The Company’s obligations under the Credit Agreement are guaranteed by the Initial Guarantors. Additional guarantors may be added and existing guarantors may be removed, as specified in the Credit Agreement, provided that no Initial Guarantor may be excluded if excluding such Initial Guarantor would result in the aggregate revenues of all guarantors representing less than 75% of the revenues of the Company.

 

The interest rates under the revolving credit facility (the “facility”) are based on Adjusted Term SOFR plus an interest margin of 1.25% per annum. Any loans drawn from the facility must be repaid on or prior to March 31, 2025.

 

The Credit Agreement contains customary affirmative and negative covenants for credit facilities of this type, including covenants that limit (subject to certain exceptions) the ability of Company and its restricted subsidiaries to, among other things, change the business of the Company or the guarantors, merge or dispose of assets, grant liens or enter into any sale or lease-back transactions.

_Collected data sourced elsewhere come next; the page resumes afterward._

use super::events::{EventBus, StoreEvent};
use super::schema::{ExtractionOutcome, FileRecord, FileStatus};
use super::storage::KeyValueStore;
use chrono::Utc;
use parking_lot::Mutex;
use serde::Serialize;
use std::sync::Arc;
use uuid::Uuid;

/// Storage key of the record blob.
pub const RECORDS_KEY: &str = "multi-bank-files";

/// Counts of records per lifecycle state.
#[derive(Debug, Clone, Copy, Default, PartialEq, Eq, Serialize)]
pub struct StatusSummary {
    pub processing: usize,
    pub success: usize,
    pub failed: usize,
}

impl StatusSummary {
    pub fn total(&self) -> usize {
        self.processing + self.success + self.failed
    }
}

/// Uploaded-file records persisted as one JSON array, newest first.
///
/// Each mutation reloads the blob, edits it, and writes the whole thing back.
/// The cycle runs under `write_lock`, so completions racing inside this
/// process cannot overwrite each other.
pub struct RecordStore {
    storage: Arc<dyn KeyValueStore>,
    events: EventBus,
    write_lock: Mutex<()>,
}

impl RecordStore {
    pub fn new(storage: Arc<dyn KeyValueStore>, events: EventBus) -> Self {
        Self {
            storage,
            events,
            write_lock: Mutex::new(()),
        }
    }

    /// All records, most recently created first. Absent or unreadable
    /// storage reads as empty.
    pub fn list(&self) -> Vec<FileRecord> {
        let raw = match self.storage.get_item(RECORDS_KEY) {
            Ok(Some(raw)) => raw,
            Ok(None) => return Vec::new(),
            Err(e) => {
                tracing::error!(error = %e, "failed to read file records");
                return Vec::new();
            }
        };
        match serde_json::from_str(&raw) {
            Ok(records) => records,
            Err(e) => {
                tracing::error!(error = %e, "stored file records are corrupt, treating as empty");
                Vec::new()
            }
        }
    }

    pub fn get(&self, id: &str) -> Option<FileRecord> {
        self.list().into_iter().find(|r| r.id == id)
    }

    /// Insert a `Processing` placeholder for a freshly submitted document.
    pub fn create(&self, filename: &str, file_size: u64) -> FileRecord {
        let record = FileRecord {
            id: Uuid::new_v4().to_string(),
            filename: filename.to_string(),
            file_size,
            upload_date: Utc::now(),
            status: FileStatus::Processing,
            bank_info: None,
            error_message: None,
        };

        {
            let _guard = self.write_lock.lock();
            let mut records = self.list();
            records.insert(0, record.clone());
            self.save(&records);
        }

        tracing::debug!(id = %record.id, filename, file_size, "created file record");
        self.events.publish(StoreEvent::RecordCreated { id: record.id.clone() });
        record
    }

    /// Record the extraction outcome. Returns false without touching storage
    /// when the record is gone or already terminal.
    pub fn update(&self, id: &str, outcome: ExtractionOutcome) -> bool {
        let status = outcome.status();
        {
            let _guard = self.write_lock.lock();
            let mut records = self.list();
            let Some(record) = records.iter_mut().find(|r| r.id == id) else {
                tracing::debug!(id, "ignoring result for deleted file record");
                return false;
            };
            if record.status.is_terminal() {
                tracing::warn!(id, current = %record.status, "ignoring result for finished file record");
                return false;
            }
            record.apply(outcome);
            self.save(&records);
        }

        tracing::info!(id, %status, "file record updated");
        self.events.publish(StoreEvent::RecordUpdated {
            id: id.to_string(),
            status,
        });
        true
    }

    /// Remove a record. Returns whether it existed.
    pub fn delete(&self, id: &str) -> bool {
        {
            let _guard = self.write_lock.lock();
            let mut records = self.list();
            let before = records.len();
            records.retain(|r| r.id != id);
            if records.len() == before {
                return false;
            }
            self.save(&records);
        }

        self.events.publish(StoreEvent::RecordDeleted { id: id.to_string() });
        true
    }

    pub fn clear(&self) {
        {
            let _guard = self.write_lock.lock();
            if let Err(e) = self.storage.remove_item(RECORDS_KEY) {
                tracing::error!(error = %e, "failed to clear file records");
            }
        }
        self.events.publish(StoreEvent::RecordsCleared);
    }

    pub fn summary(&self) -> StatusSummary {
        self.list()
            .iter()
            .fold(StatusSummary::default(), |mut acc, r| {
                match r.status {
                    FileStatus::Processing => acc.processing += 1,
                    FileStatus::Success => acc.success += 1,
                    FileStatus::Failed => acc.failed += 1,
                }
                acc
            })
    }

    /// Successfully extracted records that name a bank; the candidates for
    /// comparison.
    pub fn available_banks(&self) -> Vec<FileRecord> {
        self.list()
            .into_iter()
            .filter(|r| r.status == FileStatus::Success && r.bank_name().is_some())
            .collect()
    }

    // Write failures are logged and dropped; callers keep their in-memory value.
    fn save(&self, records: &[FileRecord]) {
        let json = match serde_json::to_string(records) {
            Ok(json) => json,
            Err(e) => {
                tracing::error!(error = %e, "failed to encode file records");
                return;
            }
        };
        if let Err(e) = self.storage.set_item(RECORDS_KEY, &json) {
            tracing::error!(error = %e, "failed to persist file records");
        }
    }
}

The Credit Agreement also requires the Company to maintain a minimum of cash, cash equivalents and short-term investments of $600,000,000.

 

The Credit Agreement provides for customary events of default, including, without limitation, nonpayment, material misrepresentation, breach of covenants, insolvency, bankruptcy, certain judgments, change of control and cross-events of default on material indebtedness, each of which are defined in the Credit Agreement.

 

The description of the Credit Agreement, and the guarantees provided thereunder, is qualified in its entirety by reference to the Credit Agreement, which is attached hereto as Exhibit 10.1.

 

Item 2.03Creation of a Direct Financial Obligation or an Obligation under an Off-Balance Sheet Arrangement of a Registrant.

 

The information set forth under “Item 1.01 Entry into a Material Definitive Agreement” is incorporated herein by reference.

 

Item 9.01 Financial Statements and Exhibits.

 

(d) Exhibits

 

Exhibit

Number

  Description
   
10.01   Credit Agreement, dated March 31, 2022, among MercadoLibre, Inc., as borrower, into a revolving credit agreement for $400,000,000 among the lenders party thereto, Citibank, N..A. as administrative agent, and bookrunners, and MercadoLibre S.R.L., Ebazar.com.br Ltda, Ibazar.com Atividades De Internet Ltda., Mercado Envios Serviços de Logística Ltda., Mercado Pago Instituição de Pagamento Ltda., Deremate.com de Mexico S. de R.L. de C.V., MP Agregador, S. de R.L. de C.V., Mercado Libre Chile Ltda., and Mercadolibre Colombia Ltda as initial guarantors.  
104   The cover page from this Current Report on Form 8-K, formatted in Inline XBRL.
     

 

 

 

SIGNATURES

 

Pursuant to the requirements of the Securities Exchange Act of 1934, the registrant has duly caused this report to be signed on its behalf by the undersigned hereunto duly authorized.

 

  MercadoLibre, Inc.
     

Dated: March 31, 2022

 

By: /s/ Pedro Arnt
  Name: Pedro Arnt
  Title: Chief Financial Officer

 

 

 

 

 

 

 

 

 

 

 

 

 

 

 

 

 

EXHIBIT INDEX

 

 

     

Exhibit

Number

  Description
   
10.01   Credit Agreement, dated March 31, 2022, among MercadoLibre, Inc., as borrower, into a revolving credit agreement for $400,000,000 among the lenders party thereto, Citibank, N..A. as administrative agent, and MercadoLibre S.R.L., Ebazar.com.br Ltda, Ibazar.com Atividades De Internet Ltda., Mercado Envios Serviços de Logística Ltda., Mercado Pago Instituição de Pagamento Ltda., Deremate.com de Mexico S. de R.L. de C.V., MP Agregador, S. de R.L. de C.V., Mercado Libre Chile Ltda., and Mercadolibre Colombia Ltda as initial guarantors.
104   The cover page from this Current Report on Form 8-K, formatted in Inline XBRL.